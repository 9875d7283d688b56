use std::fmt::Write;

use bitcoin::secp256k1::PublicKey;

#[inline]
fn decode_nibble(x: u8) -> Option<u8> {
    match x {
        b'0'..=b'9' => Some(x - b'0'),
        b'a'..=b'f' => Some(x - b'a' + 10),
        b'A'..=b'F' => Some(x - b'A' + 10),
        _ => None,
    }
}

fn decode_to_slice_inner(hex_chunks: &[[u8; 2]], out: &mut [u8]) -> Option<()> {
    for (&[c_hi, c_lo], out_i) in hex_chunks.iter().zip(out) {
        let b_hi = decode_nibble(c_hi)?;
        let b_lo = decode_nibble(c_lo)?;
        *out_i = (b_hi << 4) | b_lo;
    }

    Some(())
}

// TODO(phlip9): need a constant time hex decode for deserializing secrets...

pub fn decode(hex: &str) -> Option<Vec<u8>> {
    let (hex_chunks, extra) = hex.as_bytes().as_chunks::<2>();
    if !extra.is_empty() {
        return None;
    }

    let mut out = vec![0u8; hex_chunks.len()];
    decode_to_slice_inner(hex_chunks, &mut out).map(|()| out)
}

pub fn decode_to_slice(hex: &str, out: &mut [u8]) -> Option<()> {
    let (hex_chunks, extra) = hex.as_bytes().as_chunks::<2>();
    if !extra.is_empty() {
        return None;
    }

    decode_to_slice_inner(hex_chunks, out)
}

pub fn encode(bytes: &[u8]) -> String {
    let mut res = String::with_capacity(bytes.len() * 2);
    for byte in bytes {
        write!(&mut res, "{:02x}", byte).unwrap();
    }
    res
}

pub fn to_compressed_pubkey(hex: &str) -> Option<PublicKey> {
    if hex.len() != 33 * 2 {
        return None;
    }
    let data = match decode(&hex[0..33 * 2]) {
        Some(bytes) => bytes,
        None => return None,
    };
    match PublicKey::from_slice(&data) {
        Ok(pk) => Some(pk),
        Err(_) => None,
    }
}

#[cfg(test)]
mod test {
    use proptest::arbitrary::any;
    use proptest::collection::vec;
    use proptest::strategy::Strategy;
    use proptest::{char, proptest};

    use super::*;

    #[inline]
    fn is_even(x: usize) -> bool {
        x & 1 == 0
    }

    #[test]
    fn test_encode() {
        assert_eq!("", encode(&[]));
        assert_eq!(
            "01348900abff",
            encode(&[0x01, 0x34, 0x89, 0x00, 0xab, 0xff])
        );
    }

    #[test]
    fn test_roundtrip_b2s2b() {
        let bytes = &[0x01, 0x34, 0x89, 0x00, 0xab, 0xff];
        assert_eq!(bytes.as_slice(), decode(&encode(bytes)).unwrap());

        proptest!(|(bytes in vec(any::<u8>(), 0..10))| {
            assert_eq!(bytes.as_slice(), decode(&encode(&bytes)).unwrap());
        })
    }

    #[test]
    fn test_roundtrip_s2b2s() {
        let hex = "01348900abff";
        assert_eq!(hex, encode(&decode(hex).unwrap()));

        let hex_char =
            char::ranges(['0'..='9', 'a'..='f', 'A'..='F'].as_slice().into());
        let hex_chars = vec(hex_char, 0..10);
        let hex_strs =
            hex_chars.prop_filter_map("no odd length hex strings", |chars| {
                if is_even(chars.len()) {
                    Some(String::from_iter(chars))
                } else {
                    None
                }
            });

        proptest!(|(hex in hex_strs)| {
            assert_eq!(hex.to_ascii_lowercase(), encode(&decode(&hex).unwrap()));
        })
    }
}
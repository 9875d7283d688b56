use std::{fmt, ops::Deref};

use lightning::{
    routing::{
        gossip::{NetworkGraph, NodeId},
        router::{BlindedTail, Path, Route, RouteHop},
    },
    util::logger::Logger,
};
#[cfg(any(test, feature = "test-utils"))]
use proptest_derive::Arbitrary;
use serde::{Deserialize, Serialize};

use super::{amount::Amount, node_alias::LxNodeAlias};
use crate::api::user::{NodePk, Scid};

/// Newtype for [`Route`].
#[derive(Clone, Debug, Eq, PartialEq, Hash, Serialize, Deserialize)]
#[cfg_attr(any(test, feature = "test-utils"), derive(Arbitrary))]
pub struct LxRoute {
    /// The [`LxPath`]s taken for a single (possibly multi-path) payment.
    ///
    /// If no [`LxBlindedTail`]s are present, then the pubkey of the last
    /// [`LxRouteHop`] in each path must be the same.
    pub paths: Vec<LxPath>,
}

impl LxRoute {
    pub fn from_ldk<L: Deref<Target: Logger>>(
        route: Route,
        network_graph: &NetworkGraph<L>,
    ) -> Self {
        let mut paths = route
            .paths
            .into_iter()
            .map(LxPath::from)
            .collect::<Vec<_>>();

        // Annotate all hops with node aliases known from our network graph.
        {
            let locked_graph = network_graph.read_only();

            let lookup_alias = |node_pk: &NodePk| -> Option<LxNodeAlias> {
                let node_id = NodeId::from_pubkey(&node_pk.0);
                locked_graph
                    .node(&node_id)
                    .and_then(|node_info| node_info.announcement_info.as_ref())
                    .map(|ann_info| LxNodeAlias::from(*ann_info.alias()))
            };

            for path in paths.iter_mut() {
                for hop in path.hops.iter_mut() {
                    hop.node_alias = lookup_alias(&hop.node_pk);
                }
            }
        }

        Self { paths }
    }

    /// Return the total amount paid on this [`LxRoute`], excluding the fees.
    pub fn amount(&self) -> Amount {
        self.paths.iter().map(LxPath::amount).sum()
    }

    /// Return the total fees on this [`LxRoute`].
    pub fn fees(&self) -> Amount {
        self.paths.iter().map(LxPath::fees).sum()
    }
}

impl fmt::Display for LxRoute {
    fn fmt(&self, f: &mut fmt::Formatter<'_>) -> fmt::Result {
        let num_paths = self.paths.len();
        for (i, path) in self.paths.iter().enumerate() {
            write!(f, "{path}")?;
            if i != num_paths - 1 {
                write!(f, " | ")?;
            }
        }
        Ok(())
    }
}

/// Newtype for [`Path`].
#[derive(Clone, Debug, Eq, PartialEq, Hash, Serialize, Deserialize)]
#[cfg_attr(any(test, feature = "test-utils"), derive(Arbitrary))]
pub struct LxPath {
    /// The unblinded hops in this [`Path`]. Must be at least length one.
    pub hops: Vec<LxRouteHop>,
    /// The blinded path at which this path terminates, if present.
    pub blinded_tail: Option<LxBlindedTail>,
}

impl From<Path> for LxPath {
    fn from(path: Path) -> Self {
        LxPath {
            hops: path.hops.into_iter().map(LxRouteHop::from).collect(),
            blinded_tail: path.blinded_tail.map(LxBlindedTail::from),
        }
    }
}

impl fmt::Display for LxPath {
    fn fmt(&self, f: &mut fmt::Formatter<'_>) -> fmt::Result {
        let amount = self.amount();
        let fees = self.fees();
        write!(f, "[{amount} sat, {fees} fees: ")?;
        let num_hops = self.hops.len();
        for (i, hop) in self.hops.iter().enumerate() {
            let hop_node_pk = hop.node_pk;
            match hop.node_alias {
                Some(alias) => write!(f, "({alias}) {hop_node_pk}")?,
                None => write!(f, "{hop_node_pk}")?,
            }
            if i != num_hops - 1 {
                write!(f, " -> ")?;
            }
        }
        if let Some(tail) = &self.blinded_tail {
            let num_hops = tail.num_hops;
            write!(f, " -> blinded tail with {num_hops} hops")?;
        }
        write!(f, "]")?;
        Ok(())
    }
}

impl LxPath {
    /// Return the amount paid on this [`LxPath`], excluding the fees.
    pub fn amount(&self) -> Amount {
        match self.blinded_tail.as_ref() {
            Some(tail) => tail.final_value,
            None => self
                .hops
                .last()
                .map_or(Amount::ZERO, |hop| hop.fee_or_amount),
        }
    }

    /// Gets the fees on this [`Path`], excluding any excess fees paid to the
    /// recipient.
    pub fn fees(&self) -> Amount {
        match &self.blinded_tail {
            // There is a blinded tail:
            // - Non-last hops are fees
            // - Last hop is the fee for the entire blinded path.
            // => Sum `fee_or_amount` over all hops.
            Some(_) => self
                .hops
                .iter()
                .map(|hop| hop.fee_or_amount)
                .sum::<Amount>(),
            // There is no blinded tail:
            // - Non-last hops are fees
            // - Last hop is the amount paid, so it should be ignored
            None => match self.hops.split_last() {
                Some((_last, non_last)) =>
                    non_last.iter().map(|hop| hop.fee_or_amount).sum::<Amount>(),
                None => Amount::ZERO,
            },
        }
    }
}

/// Newtype for [`RouteHop`].
#[derive(Clone, Debug, Eq, PartialEq, Hash, Serialize, Deserialize)]
#[cfg_attr(any(test, feature = "test-utils"), derive(Arbitrary))]
pub struct LxRouteHop {
    /// The node_id of the node at this hop.
    pub node_pk: NodePk,
    /// The alias of the node at this hop, if known.
    pub node_alias: Option<LxNodeAlias>,
    /// The channel used from the previous hop to reach this node.
    pub scid: Scid,
    /// If this is NOT the last hop in [`LxPath::hops`], this is the fee taken
    /// on this hop (for paying for the use of the *next* channel in the path).
    ///
    /// If this IS the last hop in [`LxPath::hops`]:
    /// - If we're sending to a blinded payment path, this is the fee paid for
    ///   use of the entire blinded path.
    /// - Otherwise, this is the amount of this [`LxPath`]'s part of the
    ///   payment.
    pub fee_or_amount: Amount,
    /// Whether we believe this channel is announced in the public graph.
    pub announced: bool,
}

impl From<RouteHop> for LxRouteHop {
    fn from(hop: RouteHop) -> Self {
        Self {
            node_pk: NodePk(hop.pubkey),
            node_alias: None,
            scid: Scid(hop.short_channel_id),
            fee_or_amount: Amount::from_msat(hop.fee_msat),
            announced: hop.maybe_announced_channel,
        }
    }
}

/// Newtype for [`BlindedTail`].
#[derive(Clone, Debug, Eq, PartialEq, Hash, Serialize, Deserialize)]
#[cfg_attr(any(test, feature = "test-utils"), derive(Arbitrary))]
pub struct LxBlindedTail {
    pub num_hops: usize,
    /// The total amount paid on this [`LxPath`], excluding the fees.
    pub final_value: Amount,
}

impl From<BlindedTail> for LxBlindedTail {
    fn from(tail: BlindedTail) -> Self {
        Self {
            num_hops: tail.hops.len(),
            final_value: Amount::from_msat(tail.final_value_msat),
        }
    }
}

#[cfg(test)]
mod test {
    use proptest::prelude::any;

    use super::*;
    use crate::{
        rng::{FastRng, SysRng},
        test_utils::arbitrary,
    };

    /// Check the [`fmt::Display`] implementation of [`LxRoute`].
    ///
    /// $ cargo test -p common display_route -- --ignored --nocapture
    #[ignore]
    #[test]
    fn display_route() {
        let mut rng = FastRng::from_sysrng(&mut SysRng::new());
        let mut route = arbitrary::gen_value(&mut rng, any::<LxRoute>());
        route.paths.truncate(3);
        for path in route.paths.iter_mut() {
            path.hops.truncate(3);
        }
        println!("Route: {route}");
    }
}
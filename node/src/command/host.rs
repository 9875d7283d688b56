use common::api::error::NodeApiError;
use common::api::qs::GetByUserPk;
use common::api::UserPk;
use tokio::sync::broadcast;

/// GET /host/status -> "OK"
pub async fn status(
    given: GetByUserPk,
    current_pk: UserPk,
) -> Result<String, NodeApiError> {
    let given_pk = given.user_pk;
    if current_pk == given_pk {
        // TODO Actually get status
        Ok(String::from("OK"))
    } else {
        Err(NodeApiError::wrong_user_pk(current_pk, given_pk))
    }
}

/// GET /host/shutdown -> ()
pub fn shutdown(
    given: GetByUserPk,
    current_pk: UserPk,
    shutdown_tx: broadcast::Sender<()>,
) -> Result<(), NodeApiError> {
    let given_pk = given.user_pk;
    if current_pk == given_pk {
        let _ = shutdown_tx.send(());
        Ok(())
    } else {
        Err(NodeApiError::wrong_user_pk(current_pk, given_pk))
    }
}
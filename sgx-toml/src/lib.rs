//! A tiny utility crate for reading the `[package.metadata.fortanix-sgx]`
//! section of a `Cargo.toml`.

use std::{fs, path::Path};

use anyhow::Context;
use serde::Deserialize;

// Default SGX config
const DEBUG: bool = false;
const HEAP_SIZE: u64 = 0x0200_0000; // 32 MiB
const SSAFRAMESIZE: u32 = 1;
const STACK_SIZE: u64 = 0x0002_0000; // 128 KiB
const THREADS: u8 = 2; // Want 1 thread, but async_usercalls needs another

#[derive(Clone, Debug)]
pub struct FortanixSgxConfig {
    pub debug: bool,
    pub heap_size: u64,
    pub ssaframesize: u32,
    pub stack_size: u64,
    pub threads: u8,
}

/// Given a path to a `Cargo.toml`, tries to read the FortanixSgxConfig.
pub fn read_fortanix_sgx_config(
    cargo_toml_path: impl AsRef<Path>,
) -> anyhow::Result<FortanixSgxConfig> {
    let cargo_toml_str = fs::read_to_string(cargo_toml_path.as_ref())
        .with_context(|| format!("{:?}", cargo_toml_path.as_ref()))
        .context("Failed to read Cargo.toml")?;
    let cargo_toml = toml::from_str::<CargoToml>(&cargo_toml_str)
        .with_context(|| cargo_toml_str)
        .context("Failed to deserialize Cargo.toml")?;

    let fortanix_sgx = cargo_toml.package.metadata.fortanix_sgx;

    Ok(FortanixSgxConfig {
        debug: fortanix_sgx.debug.unwrap_or(DEBUG),
        heap_size: fortanix_sgx.heap_size.unwrap_or(HEAP_SIZE),
        ssaframesize: fortanix_sgx.ssaframesize.unwrap_or(SSAFRAMESIZE),
        stack_size: fortanix_sgx.stack_size.unwrap_or(STACK_SIZE),
        threads: fortanix_sgx.threads.unwrap_or(THREADS),
    })
}

#[derive(Deserialize, Debug)]
struct CargoToml {
    package: Package,
}

#[derive(Deserialize, Debug)]
struct Package {
    metadata: Metadata,
}

#[derive(Deserialize, Debug)]
#[serde(rename_all = "kebab-case")]
struct Metadata {
    fortanix_sgx: FortanixSgx,
}

#[derive(Deserialize, Debug)]
#[serde(rename_all = "kebab-case")]
struct FortanixSgx {
    debug: Option<bool>,
    heap_size: Option<u64>,
    ssaframesize: Option<u32>,
    stack_size: Option<u64>,
    threads: Option<u8>,
}
//! Node version approval and revocation. The purpose of this module is to
//! implement a revocation system which prevents Lexe from running old versions
//! which are no longer approved by the user, or which may be vulnerable.
//! This node version approval and revocation system relies on the rollback
//! protection provided by the user's 3rd party cloud.

use std::collections::{btree_map::Entry, BTreeMap};

use anyhow::ensure;
use common::{
    api::user::UserPk,
    constants::{YANKED_NODE_MEASUREMENTS, YANKED_NODE_VERSIONS},
    enclave::Measurement,
};
use serde::{Deserialize, Serialize};
use tracing::{info, warn};

use crate::SEMVER_VERSION;

/// The set of versions which are currently approved to run.
/// Contains up to [`MAX_SIZE`] approved versions.
///
/// - *Approval*: When a node version is provisioned, its semver version and
///   measurement are added to the [`approved`] list, if it didn't exist. If the
///   [`ApprovedVersions`] was updated, it is E2E-encrypted and (re)persisted to
///   the user's 3rd party cloud.
/// - *Rolling revocations*: If adding the provisioned node version results in
///   the [`approved`] list having greater than [`MAX_SIZE`] entries, the
///   version(s) which are no longer in the [`MAX_SIZE`] newest versions
///   according to semver precedence are removed from the list (revoked). So
///   Lexe knows not to schedule this version, the corresponding sealed seed is
///   also deleted from Lexe's DB (although the user has no way to verify this).
/// - *Enforcement*: At user node runtime, the [`ApprovedVersions`] is fetched
///   from the 3rd party cloud. If the current version and measurement is not
///   contained in the [`approved`] list, or if the list is not found at all,
///   the user node shuts itself down.
/// - *Yanking*: If there is a vulnerability or critical error discovered in
///   some release, it is added to [`YANKED_NODE_VERSIONS`] and
///   [`YANKED_NODE_MEASUREMENTS`]. The next user node release will contain the
///   updated consts. When the user provisions to the new node release, anything
///   in [`approved`] which is also contained inside these consts is removed.
///   For safety, Lexe, who always has access to the up-to-date consts, will
///   also not schedule versions which are found in these consts.
///
/// [`MAX_SIZE`]: Self::MAX_SIZE
/// [`approved`]: Self::approved
#[derive(Debug, PartialEq, Serialize, Deserialize)]
pub(crate) struct ApprovedVersions {
    /// List of currently-approved versions, along with their measurements.
    pub(crate) approved: BTreeMap<semver::Version, Measurement>,
}

// Implementation assumption
lexe_std::const_assert!(ApprovedVersions::MAX_SIZE > 0);

impl ApprovedVersions {
    /// The maximum number of approved versions.
    const MAX_SIZE: usize = 3;

    /// Get a new [`ApprovedVersions`] which is completely empty.
    pub(crate) fn new() -> Self {
        let approved = BTreeMap::new();
        Self { approved }
    }

    /// Approve the current version/measurement, and revoke any sufficiently old
    /// or yanked measurements, to be called during provisioning.
    ///
    /// Returns a [`bool`] representing whether this struct has been updated
    /// (and thus whether it should be (re)persisted), along with the version
    /// and measurement of any versions which were revoked.
    ///
    /// Errors if the current version is too old to be approved, or if
    /// [`ApprovedVersions`] contains inconsistent data.
    pub(crate) fn approve_and_revoke(
        &mut self,
        user_pk: &UserPk,
        cur_measurement: Measurement,
    ) -> anyhow::Result<(bool, Vec<(semver::Version, Measurement)>)> {
        let mut updated = false;
        let cur_version =
            semver::Version::parse(SEMVER_VERSION).expect("Checked in tests");

        if self.approved.len() > Self::MAX_SIZE {
            let approved_len = self.approved.len();
            // This will be corrected later
            warn!(
                "Approval list somehow had {approved_len} entries. \
                Did the user modify the data in their cloud?"
            );
        }

        // Try adding the current version to the approved list
        match self.approved.entry(cur_version.clone()) {
            // Already approved; quick check that measurements match
            Entry::Occupied(occupied) => {
                let cur_version = occupied.key();
                let occ_measurement = occupied.get();
                ensure!(
                    *occ_measurement == cur_measurement,
                    "Measurement mismatch for {cur_version}: 
                    expected current {cur_measurement}, found {occ_measurement}"
                );
            }
            // First time approving this version; add to the approved list
            Entry::Vacant(vacant) => {
                let cur_version = vacant.key();
                info!(%user_pk, "Approving version {cur_version}");
                vacant.insert(cur_measurement);
                updated = true;
            }
        }

        // Revoke any versions contained in YANKED_NODE_VERSIONS
        let mut revoked = Vec::with_capacity(1);
        for yanked_version in YANKED_NODE_VERSIONS {
            let yanked_version = semver::Version::parse(yanked_version)
                .expect("Checked in tests");
            if let Some(yanked_measurement) =
                self.approved.remove(&yanked_version)
            {
                info!(%user_pk, "Yank revocation of version {yanked_version}");
                ensure!(
                    YANKED_NODE_MEASUREMENTS.contains(&yanked_measurement),
                    "Yanked measurement not in `YANKED_NODE_MEASUREMENTS`: \
                    {yanked_measurement}"
                );
                revoked.push((yanked_version.clone(), yanked_measurement));
                updated = true;
            }
        }

        // Ensure that we have at most `MAX_SIZE` entries
        while self.approved.len() > Self::MAX_SIZE {
            let (old_version, old_measurement) =
                self.approved.pop_first().expect("Checked by const_assert");
            info!(%user_pk, "Rolling revocation of version {old_version}");
            revoked.push((old_version, old_measurement));
            updated = true;
        }

        // If the current version is not contained in the list at this point,
        // it was added and immediately removed; it is too old to be approved.
        ensure!(
            self.approved.contains_key(&cur_version),
            "Current version {cur_version} is too old to be approved"
        );

        Ok((updated, revoked))
    }
}

#[cfg(test)]
mod arbitrary_impl {
    use common::test_utils::arbitrary;
    use proptest::{
        arbitrary::{any, Arbitrary},
        collection,
        strategy::{BoxedStrategy, Strategy},
    };

    use super::*;

    impl Arbitrary for ApprovedVersions {
        type Parameters = ();
        type Strategy = BoxedStrategy<Self>;

        fn arbitrary_with(_args: Self::Parameters) -> Self::Strategy {
            let size_range = 0..=ApprovedVersions::MAX_SIZE;
            let any_approved = collection::btree_map(
                arbitrary::any_semver_version(),
                any::<Measurement>(),
                size_range.clone(),
            );

            any_approved.prop_map(|approved| Self { approved }).boxed()
        }
    }
}

#[cfg(test)]
mod test {
    use common::test_utils::roundtrip;

    use super::*;

    #[test]
    fn versions_serde_roundtrip() {
        roundtrip::json_value_roundtrip_proptest::<ApprovedVersions>();
    }

    #[test]
    fn const_versions_parse_as_semver() {
        semver::Version::parse(SEMVER_VERSION).unwrap();
        for yanked in YANKED_NODE_VERSIONS {
            semver::Version::parse(yanked).unwrap();
        }
    }

    /// Nonsensical for the current version to be in [`YANKED_NODE_VERSIONS`].
    /// Yanking the current version should be accompanied with a version bump.
    #[test]
    fn cannot_yank_current_version() {
        assert!(!YANKED_NODE_VERSIONS.contains(&SEMVER_VERSION));
    }
}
■ ■ ■
PROMPT
Transcribe the entries above word for word, from the first line through the line containing "for (&[c_hi, c_lo], out_i)", and nothing else.

FINISHED TASK
repository 9875d7283d688b56
use std::fmt::Write;

use bitcoin::secp256k1::PublicKey;

#[inline]
fn decode_nibble(x: u8) -> Option<u8> {
    match x {
        b'0'..=b'9' => Some(x - b'0'),
        b'a'..=b'f' => Some(x - b'a' + 10),
        b'A'..=b'F' => Some(x - b'A' + 10),
        _ => None,
    }
}

fn decode_to_slice_inner(hex_chunks: &[[u8; 2]], out: &mut [u8]) -> Option<()> {
    for (&[c_hi, c_lo], out_i) in hex_chunks.iter().zip(out) {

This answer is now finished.